> **Directions**:
The full listing needs to be output exactly.

Extracted material: Begin

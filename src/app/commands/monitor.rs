use crate::core::index::ResourceIndex;
use crate::utils::error::Result;
use crate::utils::monitor::ScanMonitor;
use std::path::Path;
use std::time::Duration;

/// One-shot collision report for the root.
pub fn run_collisions(root: &Path) -> Result<String> {
    let index = ResourceIndex::provide(root)?;
    let collisions = index.collisions();

    if collisions.is_empty() {
        return Ok(format!("No collisions among {} resources.", index.len()));
    }

    let mut pairs: Vec<_> = collisions.iter().collect();
    pairs.sort_by_key(|(id, _)| **id);

    let mut out = format!("Current collisions ({} ids):\n", pairs.len());
    for (id, count) in pairs {
        out.push_str(&format!("\t{}: {} paths\n", id, count));
    }
    Ok(out)
}

/// Rescan the root forever, printing every change. Only returns on error.
pub async fn run_monitor(root: &Path, interval_ms: u64) -> Result<()> {
    let mut index = ResourceIndex::provide(root)?;
    let mut monitor = ScanMonitor::new(true);
    println!(
        "Watching {} ({} resources, every {}ms)",
        root.display(),
        index.len(),
        interval_ms
    );

    loop {
        tokio::time::sleep(Duration::from_millis(interval_ms)).await;

        match index.update_all() {
            Ok(update) => {
                if !update.is_empty() {
                    index.store()?;
                    for (path, id) in &update.deleted {
                        println!("Deleted: {} ({})", path.display(), id);
                    }
                    for (path, id) in &update.added {
                        println!("Added: {} ({})", path.display(), id);
                    }
                }
                monitor.log_pass(
                    update.added.len(),
                    update.deleted.len(),
                    index.collisions().len(),
                );
            }
            // 暫時性掃描錯誤不該終止監看
            Err(e) => tracing::warn!("Scan failed, will retry: {}", e),
        }
    }
}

Extracted material: End

> **Response area**:
filename src/app/commands/monitor.rs
use crate::core::index::ResourceIndex;
use crate::utils::error::Result;
use crate::utils::monitor::ScanMonitor;
use std::path::Path;
use std::time::Duration;

/// One-shot collision report for the root.
pub fn run_collisions(root: &Path) -> Result<String> {
    let index = ResourceIndex::provide(root)?;
    let collisions = index.collisions();

    if collisions.is_empty() {
        return Ok(format!("No collisions among {} resources.", index.len()));
    }

    let mut pairs: Vec<_> = collisions.iter().collect();
    pairs.sort_by_key(|(id, _)| **id);

    let mut out = format!("Current collisions ({} ids):\n", pairs.len());
    for (id, count) in pairs {
        out.push_str(&format!("\t{}: {} paths\n", id, count));
    }
    Ok(out)
}

/// Rescan the root forever, printing every change. Only returns on error.
pub async fn run_monitor(root: &Path, interval_ms: u64) -> Result<()> {
    let mut index = ResourceIndex::provide(root)?;
    let mut monitor = ScanMonitor::new(true);
    println!(
        "Watching {} ({} resources, every {}ms)",
        root.display(),
        index.len(),
        interval_ms
    );

    loop {
        tokio::time::sleep(Duration::from_millis(interval_ms)).await;

        match index.update_all() {
            Ok(update) => {
                if !update.is_empty() {
                    index.store()?;
                    for (path, id) in &update.deleted {
                        println!("Deleted: {} ({})", path.display(), id);
                    }
                    for (path, id) in &update.added {
                        println!("Added: {} ({})", path.display(), id);
                    }
                }
                monitor.log_pass(
                    update.added.len(),
                    update.deleted.len(),
                    index.collisions().len(),
                );
            }
            // 暫時性掃描錯誤不該終止監看
            Err(e) => tracing::warn!("Scan failed, will retry: {}", e),
        }
    }
}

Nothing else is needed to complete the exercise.